■ WHAT NEEDS TO BE DONE: Check each line of the data below for the word "Copy". How many lines have it? Answer with the number alone.

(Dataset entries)
· · · · · · ·

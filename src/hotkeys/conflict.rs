//! Conflict classification and the conflict sets exported for the UI.

use std::collections::{BTreeMap, BTreeSet};

use serde::{Deserialize, Serialize};

use super::registry::RegistryEntry;
use super::types::{Hotkey, HotkeyHandle};

/// Module name used for the synthetic owner of system-claimed hotkeys.
pub const SYSTEM_MODULE_NAME: &str = "System";

/// Outcome of a conflict query.
#[derive(Clone, Copy, Debug, PartialEq, Eq, Hash)]
pub enum ConflictKind {
    NoConflict,
    /// Claimed outside this process (another application or the OS itself).
    SystemConflict,
    /// Claimed by another module of this process.
    InAppConflict,
}

impl ConflictKind {
    pub fn is_conflict(&self) -> bool {
        !matches!(self, Self::NoConflict)
    }
}

/// Result of classifying a handle's entry list.
///
/// `AskSystem` is returned instead of probing directly so the caller can run
/// the probe after releasing the registry lock.
#[derive(Clone, Copy, Debug, PartialEq, Eq)]
pub enum Verdict {
    Decided(ConflictKind),
    AskSystem,
}

/// Classify a query by `(module_name, hotkey_name)` against the entries
/// currently stored under one handle.
pub fn classify(entries: &[RegistryEntry], module_name: &str, hotkey_name: &str) -> Verdict {
    match entries {
        [] => Verdict::AskSystem,
        [only] if only.is_owned_by(module_name, hotkey_name) => {
            if only.registered {
                Verdict::Decided(ConflictKind::NoConflict)
            } else {
                // Sole claimant is the caller itself and it still failed to
                // register: the blocker is outside the process.
                Verdict::Decided(ConflictKind::SystemConflict)
            }
        }
        _ => Verdict::Decided(ConflictKind::InAppConflict),
    }
}

/// One side of a detected clash.
#[derive(Clone, Debug, PartialEq, Eq, Hash, PartialOrd, Ord, Serialize, Deserialize)]
#[serde(rename_all = "camelCase")]
pub struct ConflictRecord {
    pub hotkey: Hotkey,
    pub module_name: String,
    pub hotkey_name: String,
}

impl ConflictRecord {
    pub fn new(
        hotkey: Hotkey,
        module_name: impl Into<String>,
        hotkey_name: impl Into<String>,
    ) -> Self {
        Self {
            hotkey,
            module_name: module_name.into(),
            hotkey_name: hotkey_name.into(),
        }
    }
}

impl From<&RegistryEntry> for ConflictRecord {
    fn from(entry: &RegistryEntry) -> Self {
        Self::new(entry.hotkey, entry.module_name.clone(), entry.hotkey_name.clone())
    }
}

type RecordMap = BTreeMap<HotkeyHandle, BTreeSet<ConflictRecord>>;

/// System and in-app conflict records keyed by handle.
///
/// Re-adding an identical record is a no-op.
#[derive(Clone, Debug, Default, PartialEq, Eq)]
pub struct ConflictSets {
    in_app: RecordMap,
    system: RecordMap,
}

impl ConflictSets {
    pub fn new() -> Self {
        Self::default()
    }

    /// Returns true if the record was not already present.
    pub fn insert_in_app(&mut self, record: ConflictRecord) -> bool {
        self.in_app
            .entry(record.hotkey.handle())
            .or_default()
            .insert(record)
    }

    /// Returns true if the record was not already present.
    pub fn insert_system(&mut self, record: ConflictRecord) -> bool {
        self.system
            .entry(record.hotkey.handle())
            .or_default()
            .insert(record)
    }

    /// Drop every record of `module_name`; limited to one handle if given.
    /// Returns true if anything was removed.
    pub fn remove_module(&mut self, handle: Option<HotkeyHandle>, module_name: &str) -> bool {
        let a = remove_from(&mut self.in_app, handle, |r| r.module_name == module_name);
        let b = remove_from(&mut self.system, handle, |r| r.module_name == module_name);
        a || b
    }

    /// Drop records for one exact (module, name) pair on a handle.
    pub fn remove_owner(
        &mut self,
        handle: HotkeyHandle,
        module_name: &str,
        hotkey_name: &str,
    ) -> bool {
        let matches =
            |r: &ConflictRecord| r.module_name == module_name && r.hotkey_name == hotkey_name;
        let a = remove_from(&mut self.in_app, Some(handle), matches);
        let b = remove_from(&mut self.system, Some(handle), matches);
        a || b
    }

    pub fn clear_in_app(&mut self, handle: HotkeyHandle) -> bool {
        self.in_app.remove(&handle).is_some()
    }

    pub fn in_app_records(&self) -> Vec<ConflictRecord> {
        self.in_app.values().flatten().cloned().collect()
    }

    pub fn system_records(&self) -> Vec<ConflictRecord> {
        self.system.values().flatten().cloned().collect()
    }

    pub fn in_app_for(&self, handle: HotkeyHandle) -> Vec<ConflictRecord> {
        self.in_app
            .get(&handle)
            .map(|set| set.iter().cloned().collect())
            .unwrap_or_default()
    }

    pub fn is_empty(&self) -> bool {
        self.in_app.is_empty() && self.system.is_empty()
    }

    pub fn len(&self) -> usize {
        self.in_app.values().map(BTreeSet::len).sum::<usize>()
            + self.system.values().map(BTreeSet::len).sum::<usize>()
    }
}

fn remove_from(
    map: &mut RecordMap,
    handle: Option<HotkeyHandle>,
    matches: impl Fn(&ConflictRecord) -> bool,
) -> bool {
    let mut removed = false;
    map.retain(|h, records| {
        if handle.map_or(true, |target| target == *h) {
            let before = records.len();
            records.retain(|r| !matches(r));
            removed |= records.len() != before;
        }
        !records.is_empty()
    });
    removed
}

#[cfg(test)]
mod tests {
    use super::*;
    use crate::hotkeys::action::HotkeyAction;

    fn hotkey() -> Hotkey {
        Hotkey::new(true, false, true, false, 0x43)
    }

    fn entry(module: &str, name: &str, registered: bool) -> RegistryEntry {
        let mut e = RegistryEntry::new(hotkey(), module, name, HotkeyAction::simple(|| true));
        e.registered = registered;
        e
    }

    #[test]
    fn empty_list_defers_to_system_probe() {
        assert_eq!(classify(&[], "ModA", "Name1"), Verdict::AskSystem);
    }

    #[test]
    fn self_match_registered_is_no_conflict() {
        let entries = [entry("ModA", "Name1", true)];
        assert_eq!(
            classify(&entries, "ModA", "Name1"),
            Verdict::Decided(ConflictKind::NoConflict)
        );
    }

    #[test]
    fn self_match_unregistered_is_system_conflict() {
        let entries = [entry("ModA", "Name1", false)];
        assert_eq!(
            classify(&entries, "ModA", "Name1"),
            Verdict::Decided(ConflictKind::SystemConflict)
        );
    }

    #[test]
    fn different_owner_is_in_app_conflict() {
        let entries = [entry("ModA", "Name1", true)];
        assert_eq!(
            classify(&entries, "ModB", "Name1"),
            Verdict::Decided(ConflictKind::InAppConflict)
        );
        assert_eq!(
            classify(&entries, "ModA", "Name2"),
            Verdict::Decided(ConflictKind::InAppConflict)
        );
    }

    #[test]
    fn multiple_entries_conflict_regardless_of_caller() {
        let entries = [entry("ModA", "Name1", true), entry("ModB", "Name2", false)];
        assert_eq!(
            classify(&entries, "ModA", "Name1"),
            Verdict::Decided(ConflictKind::InAppConflict)
        );
    }

    #[test]
    fn identical_records_are_deduplicated() {
        let mut sets = ConflictSets::new();
        assert!(sets.insert_in_app(ConflictRecord::new(hotkey(), "ModA", "Name1")));
        assert!(!sets.insert_in_app(ConflictRecord::new(hotkey(), "ModA", "Name1")));
        assert!(sets.insert_in_app(ConflictRecord::new(hotkey(), "ModB", "Name1")));
        assert_eq!(sets.len(), 2);
    }

    #[test]
    fn remove_module_prunes_empty_handles() {
        let mut sets = ConflictSets::new();
        sets.insert_in_app(ConflictRecord::new(hotkey(), "ModA", "Name1"));
        sets.insert_system(ConflictRecord::new(hotkey(), "ModA", "Name2"));
        sets.insert_system(ConflictRecord::new(hotkey(), "ModB", "Name1"));

        assert!(sets.remove_module(None, "ModA"));
        assert!(sets.in_app_records().is_empty());
        assert_eq!(sets.system_records().len(), 1);
        assert!(!sets.remove_module(None, "ModA"));
    }

    #[test]
    fn remove_module_can_target_one_handle() {
        let other = Hotkey::new(false, true, false, false, 0x44);
        let mut sets = ConflictSets::new();
        sets.insert_in_app(ConflictRecord::new(hotkey(), "ModA", "Name1"));
        sets.insert_in_app(ConflictRecord::new(other, "ModA", "Name2"));

        assert!(sets.remove_module(Some(other.handle()), "ModA"));
        assert_eq!(sets.in_app_for(hotkey().handle()).len(), 1);
        assert!(sets.in_app_for(other.handle()).is_empty());
    }
}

· · · · · · ·

■ RESULT: 2